**Exercise brief**: Show every line in the records below that contains the word "bool".

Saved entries
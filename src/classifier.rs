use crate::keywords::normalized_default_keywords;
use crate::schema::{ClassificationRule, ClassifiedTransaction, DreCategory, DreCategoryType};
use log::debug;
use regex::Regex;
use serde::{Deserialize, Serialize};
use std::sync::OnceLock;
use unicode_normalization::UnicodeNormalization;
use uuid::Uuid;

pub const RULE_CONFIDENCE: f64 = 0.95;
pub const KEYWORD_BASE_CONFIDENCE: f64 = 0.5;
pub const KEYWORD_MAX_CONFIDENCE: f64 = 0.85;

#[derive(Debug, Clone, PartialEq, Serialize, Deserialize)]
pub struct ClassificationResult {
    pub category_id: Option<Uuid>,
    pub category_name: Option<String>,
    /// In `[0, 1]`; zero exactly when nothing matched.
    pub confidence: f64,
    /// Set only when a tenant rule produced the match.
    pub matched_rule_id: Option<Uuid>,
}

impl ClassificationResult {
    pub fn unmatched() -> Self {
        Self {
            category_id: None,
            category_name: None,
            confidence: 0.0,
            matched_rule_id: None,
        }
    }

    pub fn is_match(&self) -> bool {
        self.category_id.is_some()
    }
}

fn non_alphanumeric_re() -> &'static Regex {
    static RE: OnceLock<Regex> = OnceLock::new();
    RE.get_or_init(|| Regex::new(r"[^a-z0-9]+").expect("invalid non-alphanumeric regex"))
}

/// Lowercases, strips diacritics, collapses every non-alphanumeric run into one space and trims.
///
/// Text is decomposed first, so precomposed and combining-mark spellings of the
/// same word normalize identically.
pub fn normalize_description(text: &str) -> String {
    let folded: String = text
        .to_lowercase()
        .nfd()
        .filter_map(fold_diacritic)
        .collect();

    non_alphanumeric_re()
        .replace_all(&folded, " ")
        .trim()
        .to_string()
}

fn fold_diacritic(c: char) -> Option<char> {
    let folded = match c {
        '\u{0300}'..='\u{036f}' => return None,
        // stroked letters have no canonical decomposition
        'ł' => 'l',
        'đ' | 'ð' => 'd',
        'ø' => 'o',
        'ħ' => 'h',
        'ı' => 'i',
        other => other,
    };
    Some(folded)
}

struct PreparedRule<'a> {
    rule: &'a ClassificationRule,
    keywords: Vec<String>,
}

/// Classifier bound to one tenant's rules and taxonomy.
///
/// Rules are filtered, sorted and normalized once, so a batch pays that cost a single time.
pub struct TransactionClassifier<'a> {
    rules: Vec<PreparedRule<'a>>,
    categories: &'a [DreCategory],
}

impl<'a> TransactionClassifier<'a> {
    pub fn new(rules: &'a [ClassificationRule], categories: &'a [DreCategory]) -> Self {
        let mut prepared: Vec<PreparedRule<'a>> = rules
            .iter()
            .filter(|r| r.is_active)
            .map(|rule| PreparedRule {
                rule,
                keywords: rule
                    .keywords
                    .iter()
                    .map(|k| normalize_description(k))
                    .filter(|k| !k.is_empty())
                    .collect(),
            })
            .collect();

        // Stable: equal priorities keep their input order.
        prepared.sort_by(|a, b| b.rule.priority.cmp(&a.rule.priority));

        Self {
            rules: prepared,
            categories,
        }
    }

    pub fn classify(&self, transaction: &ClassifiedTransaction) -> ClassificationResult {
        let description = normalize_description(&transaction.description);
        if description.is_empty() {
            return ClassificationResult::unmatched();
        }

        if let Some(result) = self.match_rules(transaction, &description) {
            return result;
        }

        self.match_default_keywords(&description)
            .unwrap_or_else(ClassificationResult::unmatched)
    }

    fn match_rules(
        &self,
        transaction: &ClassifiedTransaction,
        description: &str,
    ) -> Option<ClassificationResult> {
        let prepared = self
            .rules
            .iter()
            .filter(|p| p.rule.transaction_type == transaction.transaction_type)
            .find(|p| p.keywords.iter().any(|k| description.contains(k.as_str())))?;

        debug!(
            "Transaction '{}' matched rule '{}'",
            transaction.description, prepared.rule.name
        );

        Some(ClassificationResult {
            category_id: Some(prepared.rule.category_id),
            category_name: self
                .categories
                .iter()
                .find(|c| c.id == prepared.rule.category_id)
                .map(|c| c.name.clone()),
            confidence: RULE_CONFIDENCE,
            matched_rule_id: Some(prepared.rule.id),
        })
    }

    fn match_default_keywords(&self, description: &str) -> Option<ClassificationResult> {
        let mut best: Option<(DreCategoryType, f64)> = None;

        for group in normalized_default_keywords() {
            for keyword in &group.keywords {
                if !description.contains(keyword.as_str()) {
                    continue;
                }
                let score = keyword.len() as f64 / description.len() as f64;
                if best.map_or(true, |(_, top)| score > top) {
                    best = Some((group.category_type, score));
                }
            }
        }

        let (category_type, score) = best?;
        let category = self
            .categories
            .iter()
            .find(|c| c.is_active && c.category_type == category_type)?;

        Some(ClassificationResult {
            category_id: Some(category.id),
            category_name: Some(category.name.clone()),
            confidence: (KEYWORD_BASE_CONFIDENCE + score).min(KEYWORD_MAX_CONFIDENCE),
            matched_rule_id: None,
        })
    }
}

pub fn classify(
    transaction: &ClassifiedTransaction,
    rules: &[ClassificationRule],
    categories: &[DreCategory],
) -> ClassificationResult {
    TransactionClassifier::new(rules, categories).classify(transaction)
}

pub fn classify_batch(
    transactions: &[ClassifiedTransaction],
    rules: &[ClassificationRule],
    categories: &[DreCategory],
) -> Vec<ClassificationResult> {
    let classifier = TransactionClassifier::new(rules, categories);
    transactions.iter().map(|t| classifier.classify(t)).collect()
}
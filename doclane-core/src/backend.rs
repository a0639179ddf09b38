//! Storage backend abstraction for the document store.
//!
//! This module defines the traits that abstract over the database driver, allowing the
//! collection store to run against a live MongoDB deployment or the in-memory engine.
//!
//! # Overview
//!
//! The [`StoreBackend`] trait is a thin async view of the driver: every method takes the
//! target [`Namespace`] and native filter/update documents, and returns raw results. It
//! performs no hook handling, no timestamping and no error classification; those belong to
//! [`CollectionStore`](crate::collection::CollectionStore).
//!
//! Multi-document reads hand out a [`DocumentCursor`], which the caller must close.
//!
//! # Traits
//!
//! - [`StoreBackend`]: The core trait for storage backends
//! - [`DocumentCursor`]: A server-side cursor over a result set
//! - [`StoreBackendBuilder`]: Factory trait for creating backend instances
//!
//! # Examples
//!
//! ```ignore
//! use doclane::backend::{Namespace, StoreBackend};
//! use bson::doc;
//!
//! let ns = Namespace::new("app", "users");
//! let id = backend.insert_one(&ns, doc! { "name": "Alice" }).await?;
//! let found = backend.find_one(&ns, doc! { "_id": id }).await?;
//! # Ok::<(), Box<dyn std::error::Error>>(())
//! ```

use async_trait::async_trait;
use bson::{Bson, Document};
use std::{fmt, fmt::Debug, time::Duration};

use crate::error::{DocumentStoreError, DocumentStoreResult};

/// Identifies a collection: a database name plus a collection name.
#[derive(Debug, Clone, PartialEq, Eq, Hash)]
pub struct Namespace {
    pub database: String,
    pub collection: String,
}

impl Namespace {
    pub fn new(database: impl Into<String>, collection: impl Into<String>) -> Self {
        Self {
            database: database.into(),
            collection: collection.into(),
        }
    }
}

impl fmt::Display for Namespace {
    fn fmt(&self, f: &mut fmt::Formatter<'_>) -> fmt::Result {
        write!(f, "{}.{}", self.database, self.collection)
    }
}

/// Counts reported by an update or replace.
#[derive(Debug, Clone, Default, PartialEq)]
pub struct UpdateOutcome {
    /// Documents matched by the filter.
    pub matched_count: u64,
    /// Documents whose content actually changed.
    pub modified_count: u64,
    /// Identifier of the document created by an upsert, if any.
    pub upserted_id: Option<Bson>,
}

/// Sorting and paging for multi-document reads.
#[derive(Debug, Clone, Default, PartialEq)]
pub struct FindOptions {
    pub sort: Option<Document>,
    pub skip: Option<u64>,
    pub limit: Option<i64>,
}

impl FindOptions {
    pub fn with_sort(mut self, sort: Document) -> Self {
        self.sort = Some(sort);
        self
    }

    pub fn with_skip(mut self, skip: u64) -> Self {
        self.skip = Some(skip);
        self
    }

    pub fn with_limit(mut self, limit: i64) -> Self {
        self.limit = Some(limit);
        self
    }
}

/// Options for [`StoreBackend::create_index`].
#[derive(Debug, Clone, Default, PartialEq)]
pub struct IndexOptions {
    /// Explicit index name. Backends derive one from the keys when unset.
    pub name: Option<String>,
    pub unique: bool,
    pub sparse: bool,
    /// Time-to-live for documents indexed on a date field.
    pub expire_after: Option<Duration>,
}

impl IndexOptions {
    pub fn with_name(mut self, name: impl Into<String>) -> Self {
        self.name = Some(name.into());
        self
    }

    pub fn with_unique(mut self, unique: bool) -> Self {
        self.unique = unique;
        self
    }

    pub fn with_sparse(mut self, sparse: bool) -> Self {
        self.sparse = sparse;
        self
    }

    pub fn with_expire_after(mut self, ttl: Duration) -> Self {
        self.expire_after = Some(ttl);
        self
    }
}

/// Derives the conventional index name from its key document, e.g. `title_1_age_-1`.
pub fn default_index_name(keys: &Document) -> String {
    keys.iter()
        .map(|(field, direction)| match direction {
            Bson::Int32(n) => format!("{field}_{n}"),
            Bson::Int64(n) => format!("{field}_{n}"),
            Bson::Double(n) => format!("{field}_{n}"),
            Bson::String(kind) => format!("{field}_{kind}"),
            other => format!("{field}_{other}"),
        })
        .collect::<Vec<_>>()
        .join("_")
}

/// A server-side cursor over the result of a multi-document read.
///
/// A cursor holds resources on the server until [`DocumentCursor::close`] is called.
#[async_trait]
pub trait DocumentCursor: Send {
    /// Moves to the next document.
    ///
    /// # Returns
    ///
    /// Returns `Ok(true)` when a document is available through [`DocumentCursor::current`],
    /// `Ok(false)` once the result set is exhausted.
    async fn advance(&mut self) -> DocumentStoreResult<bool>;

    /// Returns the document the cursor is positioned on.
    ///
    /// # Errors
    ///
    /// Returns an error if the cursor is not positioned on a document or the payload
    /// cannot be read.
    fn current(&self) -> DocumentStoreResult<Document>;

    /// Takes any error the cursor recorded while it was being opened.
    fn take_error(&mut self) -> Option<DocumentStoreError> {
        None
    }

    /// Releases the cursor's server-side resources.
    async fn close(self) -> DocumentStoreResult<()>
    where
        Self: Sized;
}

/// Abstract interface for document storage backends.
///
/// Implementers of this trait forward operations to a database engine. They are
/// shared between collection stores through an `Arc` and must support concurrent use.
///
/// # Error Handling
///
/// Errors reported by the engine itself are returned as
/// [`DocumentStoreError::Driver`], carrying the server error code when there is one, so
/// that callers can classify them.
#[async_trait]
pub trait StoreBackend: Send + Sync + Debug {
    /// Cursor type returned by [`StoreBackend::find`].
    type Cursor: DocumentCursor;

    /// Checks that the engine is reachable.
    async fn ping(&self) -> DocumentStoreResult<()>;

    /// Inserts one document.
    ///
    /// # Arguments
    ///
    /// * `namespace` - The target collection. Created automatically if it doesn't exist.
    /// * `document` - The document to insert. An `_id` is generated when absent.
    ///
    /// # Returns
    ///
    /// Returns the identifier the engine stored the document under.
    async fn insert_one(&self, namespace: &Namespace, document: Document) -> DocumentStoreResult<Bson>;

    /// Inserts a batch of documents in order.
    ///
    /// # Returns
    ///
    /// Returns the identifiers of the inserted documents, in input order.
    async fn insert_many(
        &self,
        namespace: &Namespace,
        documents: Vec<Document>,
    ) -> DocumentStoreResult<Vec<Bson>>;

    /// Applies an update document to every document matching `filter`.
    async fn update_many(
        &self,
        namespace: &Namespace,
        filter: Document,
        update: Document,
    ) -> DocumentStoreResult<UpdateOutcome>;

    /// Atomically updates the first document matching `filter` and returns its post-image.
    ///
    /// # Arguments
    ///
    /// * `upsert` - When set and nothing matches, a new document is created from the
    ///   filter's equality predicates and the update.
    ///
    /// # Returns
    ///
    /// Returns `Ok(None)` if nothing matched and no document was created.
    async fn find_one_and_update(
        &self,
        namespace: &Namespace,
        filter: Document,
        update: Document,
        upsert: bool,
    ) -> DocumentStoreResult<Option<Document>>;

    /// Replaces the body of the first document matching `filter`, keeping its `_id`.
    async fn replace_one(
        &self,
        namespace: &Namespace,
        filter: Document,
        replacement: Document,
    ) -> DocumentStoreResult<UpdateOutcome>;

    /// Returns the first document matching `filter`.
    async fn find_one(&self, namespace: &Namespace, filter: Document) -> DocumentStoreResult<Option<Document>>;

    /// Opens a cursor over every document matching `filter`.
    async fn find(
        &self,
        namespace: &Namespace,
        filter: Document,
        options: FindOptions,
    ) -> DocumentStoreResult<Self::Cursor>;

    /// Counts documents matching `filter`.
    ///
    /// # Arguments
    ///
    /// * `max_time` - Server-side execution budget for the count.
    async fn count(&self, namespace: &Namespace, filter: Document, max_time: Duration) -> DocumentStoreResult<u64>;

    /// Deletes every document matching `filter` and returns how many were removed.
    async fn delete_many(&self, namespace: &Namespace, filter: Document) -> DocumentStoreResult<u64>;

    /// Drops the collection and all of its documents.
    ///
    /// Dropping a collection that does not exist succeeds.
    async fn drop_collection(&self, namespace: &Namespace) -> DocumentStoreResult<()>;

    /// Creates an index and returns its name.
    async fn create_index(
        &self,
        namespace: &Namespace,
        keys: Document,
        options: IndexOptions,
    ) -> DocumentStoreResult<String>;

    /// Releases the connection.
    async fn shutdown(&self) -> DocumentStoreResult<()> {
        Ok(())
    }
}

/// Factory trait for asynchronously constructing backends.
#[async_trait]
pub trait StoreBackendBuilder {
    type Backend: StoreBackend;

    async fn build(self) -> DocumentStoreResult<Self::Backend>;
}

**Output of the task**:
    pub fn is_match(&self) -> bool {
    pub unique: bool,
    pub sparse: bool,
    pub fn with_unique(mut self, unique: bool) -> Self {
    pub fn with_sparse(mut self, sparse: bool) -> Self {
    async fn advance(&mut self) -> DocumentStoreResult<bool>;
        upsert: bool,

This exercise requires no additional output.